#[cfg(test)]
mod tests {
    use super::*;
    use crate::http::{MultipartForm, Part};
    use parking_lot::Mutex;

    /// Connector that records requests and replays a canned result.
    struct Canned {
        result: Result<HttpResponse, TransportFailure>,
        seen: Mutex<Vec<HttpRequest>>,
    }

    impl Canned {
        fn status(status: u16, body: &str) -> Arc<Self> {
            Arc::new(Self {
                result: Ok(HttpResponse {
                    status,
                    headers: Vec::new(),
                    body: body.to_string(),
                }),
                seen: Mutex::new(Vec::new()),
            })
        }

        fn failure(kind: FailureKind) -> Arc<Self> {
            Arc::new(Self {
                result: Err(TransportFailure::new(kind, "simulated")),
                seen: Mutex::new(Vec::new()),
            })
        }
    }

    impl Connector for Canned {
        fn send(&self, request: &HttpRequest) -> Result<HttpResponse, TransportFailure> {
            self.seen.lock().push(request.clone());
            self.result.clone()
        }
    }

    fn get() -> HttpRequest {
        HttpRequest {
            method: HttpMethod::Get,
            url: "http://localhost/data/1".to_string(),
            headers: Vec::new(),
            body: None,
        }
    }

    #[test]
    fn attaches_bearer_token_when_logged_in() {
        let connector = Canned::status(200, "{}");
        let session = Session::in_memory();
        let transport = Transport::new(connector.clone(), session.clone());

        transport.execute(&get()).unwrap();
        session.store_tokens("tok-1", "ref-1");
        transport.execute(&get()).unwrap();

        let seen = connector.seen.lock();
        assert_eq!(seen[0].header("authorization"), None);
        assert_eq!(seen[1].header("authorization"), Some("Bearer tok-1"));
        assert_eq!(seen[1].header("content-type"), Some("application/json"));
    }

    #[test]
    fn multipart_overrides_content_type() {
        let connector = Canned::status(200, "{}");
        let transport = Transport::new(connector.clone(), Session::in_memory());
        let form = MultipartForm::new().with_part(Part {
            name: "file".to_string(),
            file_name: "a.txt".to_string(),
            mime_type: "text/plain".to_string(),
            bytes: b"hi".to_vec(),
        });
        let boundary = form.boundary().to_string();
        let mut request = get();
        request.method = HttpMethod::Post;
        request.headers.push(("Content-Type".to_string(), "application/json".to_string()));
        request.body = Some(RequestBody::Multipart(form));

        transport.execute(&request).unwrap();

        let seen = connector.seen.lock();
        let content_types: Vec<_> = seen[0]
            .headers
            .iter()
            .filter(|(k, _)| k.eq_ignore_ascii_case("content-type"))
            .collect();
        assert_eq!(content_types.len(), 1);
        assert_eq!(
            content_types[0].1,
            format!("multipart/form-data; boundary={boundary}")
        );
        // The caller's descriptor is untouched.
        assert_eq!(request.headers.len(), 1);
    }

    #[test]
    fn non_success_status_is_classified() {
        let transport = Transport::new(Canned::status(403, ""), Session::in_memory());
        assert_eq!(transport.execute(&get()).unwrap_err(), ApiError::Forbidden);
        let transport = Transport::new(
            Canned::status(500, r#"{"message":"oven on fire"}"#),
            Session::in_memory(),
        );
        assert_eq!(
            transport.execute(&get()).unwrap_err(),
            ApiError::server(500, Some("oven on fire".to_string()))
        );
    }

    #[test]
    fn transport_failure_is_classified() {
        let transport = Transport::new(Canned::failure(FailureKind::NotConnected), Session::in_memory());
        assert_eq!(transport.execute(&get()).unwrap_err(), ApiError::NetworkUnavailable);
        let transport = Transport::new(Canned::failure(FailureKind::TimedOut), Session::in_memory());
        assert_eq!(transport.execute(&get()).unwrap_err(), ApiError::Timeout);
    }

    #[test]
    fn activity_observer_toggles_busy_flag() {
        let activity = Arc::new(ActivityObserver::new());
        let mut busy = activity.subscribe();
        let transport = Transport::new(Canned::status(200, "{}"), Session::in_memory())
            .with_observer(activity.clone())
            .with_observer(Arc::new(LoggingObserver::new(true)));

        assert!(!activity.is_busy());
        transport.execute(&get()).unwrap();
        assert!(!activity.is_busy());
        assert_eq!(activity.in_flight(), 0);
        // The flag went up and back down during the call.
        assert!(busy.has_changed().unwrap());
        assert!(!*busy.borrow_and_update());
    }

    struct Panicking;

    impl Connector for Panicking {
        fn send(&self, _request: &HttpRequest) -> Result<HttpResponse, TransportFailure> {
            panic!("connector bug");
        }
    }

    #[test]
    fn panicking_connector_still_settles_activity() {
        let activity = Arc::new(ActivityObserver::new());
        let transport =
            Transport::new(Arc::new(Panicking), Session::in_memory()).with_observer(activity.clone());

        let outcome = std::panic::catch_unwind(std::panic::AssertUnwindSafe(|| transport.execute(&get())));
        assert!(outcome.is_err());
        assert_eq!(activity.in_flight(), 0);
        assert!(!activity.is_busy());
    }

    #[test]
    fn prepare_leaves_descriptor_untouched() {
        let session = Session::in_memory();
        session.store_tokens("tok-2", "ref-2");
        let transport = Transport::new(Canned::status(200, "{}"), session);
        let request = get();
        let prepared = transport.prepare(&request);
        assert_eq!(prepared.header("authorization"), Some("Bearer tok-2"));
        assert_eq!(prepared.header("content-type"), Some("application/json"));
        assert!(request.headers.is_empty());
    }

    #[test]
    fn activity_observer_counts_overlapping_calls() {
        let activity = ActivityObserver::new();
        let request = get();
        let done = Ok(HttpResponse {
            status: 200,
            headers: Vec::new(),
            body: String::new(),
        });
        activity.will_send(&request);
        activity.will_send(&request);
        assert!(activity.is_busy());
        activity.did_receive(&request, &done);
        assert!(activity.is_busy());
        activity.did_receive(&request, &done);
        assert!(!activity.is_busy());
    }
}
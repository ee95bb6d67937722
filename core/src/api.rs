//! API facade: every catalog operation in three completion styles.
//!
//! # Design
//! The `async fn` form is the only implementation of each operation. The
//! callback form (`*_with_callback`) spawns that future and hands its result
//! to a closure; the stream form (`*_stream`) spawns it and exposes the result
//! as a one-item `Stream`. Both are generated by `completion_forms!` so no
//! operation logic is duplicated.
//!
//! Blocking HTTP calls run on the runtime's blocking pool, so awaiting an
//! operation never blocks the caller's thread. Every error is reported to the
//! error observer, which logs it and ends the session on `Unauthorized`.

use std::future::Future;
use std::pin::Pin;
use std::sync::Arc;
use std::task::{Context, Poll};

use futures::stream::{AbortHandle, Abortable, BoxStream};
use futures::{Stream, StreamExt};
use serde::de::DeserializeOwned;
use tokio::runtime::Handle;
use tokio::sync::watch;

use crate::client::KitchenClient;
use crate::config::ClientConfig;
use crate::endpoint::{Endpoint, Fields, FileUpload};
use crate::error::ApiError;
use crate::http::{HttpRequest, HttpResponse};
use crate::media::compress_jpeg;
use crate::session::{JsonFileStore, KeyValueStore, MemoryStore, Session};
use crate::transport::{ActivityObserver, Connector, LoggingObserver, Transport, UreqConnector};
use crate::types::{AuthResponse, Credentials, DataItem, Paginated, Registration, UploadResult, User};

struct Inner {
    client: KitchenClient,
    transport: Transport,
    session: Session,
    activity: Arc<ActivityObserver>,
    config: ClientConfig,
}

/// Entry point for all network operations. Cheap to clone.
#[derive(Clone)]
pub struct KitchenApi {
    inner: Arc<Inner>,
    runtime: Handle,
}

impl KitchenApi {
    /// Build a facade with the production connector. Tokens persist to
    /// `config.session_file` when set, in memory otherwise.
    pub fn new(config: ClientConfig, runtime: Handle) -> Self {
        let store: Arc<dyn KeyValueStore> = match &config.session_file {
            Some(path) => Arc::new(JsonFileStore::open(path)),
            None => Arc::new(MemoryStore::new()),
        };
        let connector = Arc::new(UreqConnector::new(config.timeout()));
        Self::with_connector(config, Session::new(store), connector, runtime)
    }

    pub fn with_connector(
        config: ClientConfig,
        session: Session,
        connector: Arc<dyn Connector>,
        runtime: Handle,
    ) -> Self {
        let activity = Arc::new(ActivityObserver::new());
        let transport = Transport::new(connector, session.clone())
            .with_observer(Arc::new(LoggingObserver::new(config.verbose_logging)))
            .with_observer(activity.clone());
        let inner = Inner {
            client: KitchenClient::new(&config.base_url),
            transport,
            session,
            activity,
            config,
        };
        Self {
            inner: Arc::new(inner),
            runtime,
        }
    }

    pub fn config(&self) -> &ClientConfig {
        &self.inner.config
    }

    pub fn session(&self) -> &Session {
        &self.inner.session
    }

    pub fn is_logged_in(&self) -> bool {
        self.inner.session.is_logged_in()
    }

    /// Drop the stored tokens. Purely local; no request is made.
    pub fn logout(&self) {
        self.inner.session.logout();
    }

    /// Busy flag that is `true` while any request is in flight.
    pub fn network_activity(&self) -> watch::Receiver<bool> {
        self.inner.activity.subscribe()
    }

    /// Descriptor for `endpoint` carrying the content-type and auth headers
    /// the transport would attach. For hosts that execute requests
    /// themselves; pair with [`KitchenApi::complete`].
    pub fn prepare(&self, endpoint: &Endpoint) -> Result<HttpRequest, ApiError> {
        match self.inner.client.build(endpoint) {
            Ok(request) => Ok(self.inner.transport.prepare(&request)),
            Err(err) => {
                self.report(endpoint.name(), &err);
                Err(err)
            }
        }
    }

    /// Decode a response the host received for `operation` (an
    /// [`Endpoint::name`]). Errors go through the error observer, so an
    /// `Unauthorized` ends the session here too.
    pub fn complete<T: DeserializeOwned>(
        &self,
        operation: &str,
        response: &HttpResponse,
    ) -> Result<T, ApiError> {
        let result = self.inner.client.parse(response);
        if let Err(err) = &result {
            self.report(operation, err);
        }
        result
    }

    /// [`KitchenApi::complete`] for a login or register response: stores the
    /// returned tokens before handing them back.
    pub fn complete_sign_in(
        &self,
        operation: &str,
        response: &HttpResponse,
    ) -> Result<AuthResponse, ApiError> {
        self.complete(operation, response).map(|auth: AuthResponse| self.signed_in(auth))
    }

    pub async fn login(&self, credentials: Credentials) -> Result<AuthResponse, ApiError> {
        let auth = self.send(Endpoint::Login(credentials)).await?;
        Ok(self.signed_in(auth))
    }

    pub async fn register(&self, registration: Registration) -> Result<AuthResponse, ApiError> {
        let auth = self.send(Endpoint::Register(registration)).await?;
        Ok(self.signed_in(auth))
    }

    pub async fn get_user_info(&self, user_id: i64) -> Result<User, ApiError> {
        self.send(Endpoint::GetUserInfo { user_id }).await
    }

    pub async fn update_user_info(&self, user_id: i64, fields: Fields) -> Result<User, ApiError> {
        self.send(Endpoint::UpdateUserInfo { user_id, fields }).await
    }

    pub async fn fetch_data_list(&self, page: u32, limit: u32) -> Result<Paginated<DataItem>, ApiError> {
        self.send(Endpoint::FetchDataList { page, limit }).await
    }

    pub async fn fetch_data_detail(&self, id: i64) -> Result<DataItem, ApiError> {
        self.send(Endpoint::FetchDataDetail { id }).await
    }

    pub async fn upload_data(&self, fields: Fields) -> Result<DataItem, ApiError> {
        self.send(Endpoint::UploadData { fields }).await
    }

    pub async fn delete_data(&self, id: i64) -> Result<(), ApiError> {
        self.send(Endpoint::DeleteData { id }).await
    }

    /// Re-encode `image` as JPEG at `quality` (0.0–1.0) and upload it.
    /// An image that cannot be re-encoded fails before any request is made.
    pub async fn upload_image(
        &self,
        image: Vec<u8>,
        file_name: String,
        quality: f32,
    ) -> Result<UploadResult, ApiError> {
        let compressed = self
            .runtime
            .spawn_blocking(move || compress_jpeg(&image, quality))
            .await
            .map_err(|e| ApiError::Unknown(e.to_string()))
            .and_then(|result| result);
        let bytes = match compressed {
            Ok(bytes) => bytes,
            Err(err) => {
                self.report("upload_image", &err);
                return Err(err);
            }
        };
        self.send(Endpoint::UploadImage(FileUpload {
            file_name: jpeg_file_name(&file_name),
            mime_type: "image/jpeg".to_string(),
            bytes,
        }))
        .await
    }

    pub async fn upload_file(&self, file: FileUpload) -> Result<UploadResult, ApiError> {
        self.send(Endpoint::UploadFile(file)).await
    }

    async fn send<T: DeserializeOwned>(&self, endpoint: Endpoint) -> Result<T, ApiError> {
        let operation = endpoint.name();
        let result = self.dispatch(endpoint).await;
        if let Err(err) = &result {
            self.report(operation, err);
        }
        result
    }

    async fn dispatch<T: DeserializeOwned>(&self, endpoint: Endpoint) -> Result<T, ApiError> {
        let request = self.inner.client.build(&endpoint)?;
        let inner = Arc::clone(&self.inner);
        let response = self
            .runtime
            .spawn_blocking(move || inner.transport.execute(&request))
            .await
            .map_err(|e| ApiError::Unknown(e.to_string()))??;
        self.inner.client.parse(&response)
    }

    fn signed_in(&self, auth: AuthResponse) -> AuthResponse {
        self.inner.session.store_tokens(&auth.access_token, &auth.refresh_token);
        auth
    }

    /// Error observer shared by every operation.
    fn report(&self, operation: &str, err: &ApiError) {
        tracing::warn!(operation, code = err.code(), error = %err, "api call failed");
        if err.requires_reauth() {
            self.inner.session.invalidate();
        }
    }

    fn deliver<T, F, C>(&self, future: F, completion: C)
    where
        T: Send + 'static,
        F: Future<Output = Result<T, ApiError>> + Send + 'static,
        C: FnOnce(Result<T, ApiError>) + Send + 'static,
    {
        self.runtime.spawn(async move { completion(future.await) });
    }
}

fn jpeg_file_name(file_name: &str) -> String {
    let stem = file_name.rsplit_once('.').map_or(file_name, |(stem, _)| stem);
    let stem = if stem.is_empty() { "image" } else { stem };
    format!("{stem}.jpg")
}

macro_rules! completion_forms {
    ($($op:ident => $callback:ident, $stream:ident ($($arg:ident: $ty:ty),*) -> $out:ty;)*) => {
        impl KitchenApi {
            $(
                #[doc = concat!("Callback form of [`KitchenApi::", stringify!($op), "`]. ")]
                #[doc = "The completion runs exactly once, on a runtime worker thread."]
                pub fn $callback<C>(&self, $($arg: $ty,)* completion: C)
                where
                    C: FnOnce(Result<$out, ApiError>) + Send + 'static,
                {
                    let api = self.clone();
                    self.deliver(async move { api.$op($($arg),*).await }, completion);
                }

                #[doc = concat!("Stream form of [`KitchenApi::", stringify!($op), "`].")]
                pub fn $stream(&self, $($arg: $ty),*) -> ResponseStream<$out> {
                    let api = self.clone();
                    ResponseStream::spawn(&self.runtime, async move { api.$op($($arg),*).await })
                }
            )*
        }
    };
}

completion_forms! {
    login => login_with_callback, login_stream(credentials: Credentials) -> AuthResponse;
    register => register_with_callback, register_stream(registration: Registration) -> AuthResponse;
    get_user_info => get_user_info_with_callback, get_user_info_stream(user_id: i64) -> User;
    update_user_info => update_user_info_with_callback, update_user_info_stream(user_id: i64, fields: Fields) -> User;
    fetch_data_list => fetch_data_list_with_callback, fetch_data_list_stream(page: u32, limit: u32) -> Paginated<DataItem>;
    fetch_data_detail => fetch_data_detail_with_callback, fetch_data_detail_stream(id: i64) -> DataItem;
    upload_data => upload_data_with_callback, upload_data_stream(fields: Fields) -> DataItem;
    delete_data => delete_data_with_callback, delete_data_stream(id: i64) -> ();
    upload_image => upload_image_with_callback, upload_image_stream(image: Vec<u8>, file_name: String, quality: f32) -> UploadResult;
    upload_file => upload_file_with_callback, upload_file_stream(file: FileUpload) -> UploadResult;
}

/// Single-value stream: yields one `Ok` or one `Err`, then ends.
///
/// The call runs on its own task. Aborting the stream stops delivery but
/// lets the call (and its side effects, such as storing tokens) finish.
pub struct ResponseStream<T> {
    inner: Abortable<BoxStream<'static, Result<T, ApiError>>>,
    handle: AbortHandle,
}

impl<T: Send + 'static> ResponseStream<T> {
    fn spawn<F>(runtime: &Handle, future: F) -> Self
    where
        F: Future<Output = Result<T, ApiError>> + Send + 'static,
    {
        let task = runtime.spawn(future);
        let once = futures::stream::once(async move {
            task.await
                .unwrap_or_else(|e| Err(ApiError::Unknown(e.to_string())))
        })
        .boxed();
        let (handle, registration) = AbortHandle::new_pair();
        Self {
            inner: Abortable::new(once, registration),
            handle,
        }
    }
}

impl<T> ResponseStream<T> {
    pub fn abort_handle(&self) -> AbortHandle {
        self.handle.clone()
    }

    /// Suppress delivery of the pending value or error.
    pub fn cancel(&self) {
        self.handle.abort();
    }

    pub fn is_cancelled(&self) -> bool {
        self.handle.is_aborted()
    }
}

impl<T> Stream for ResponseStream<T> {
    type Item = Result<T, ApiError>;

    fn poll_next(mut self: Pin<&mut Self>, cx: &mut Context<'_>) -> Poll<Option<Self::Item>> {
        Pin::new(&mut self.inner).poll_next(cx)
    }
}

+--

| TRY IT |
Where a line of the entries above holds the word "JsonFileStore", return that line.

| THE COMPLETED TASK |
use crate::session::{JsonFileStore, KeyValueStore, MemoryStore, Session};
            Some(path) => Arc::new(JsonFileStore::open(path)),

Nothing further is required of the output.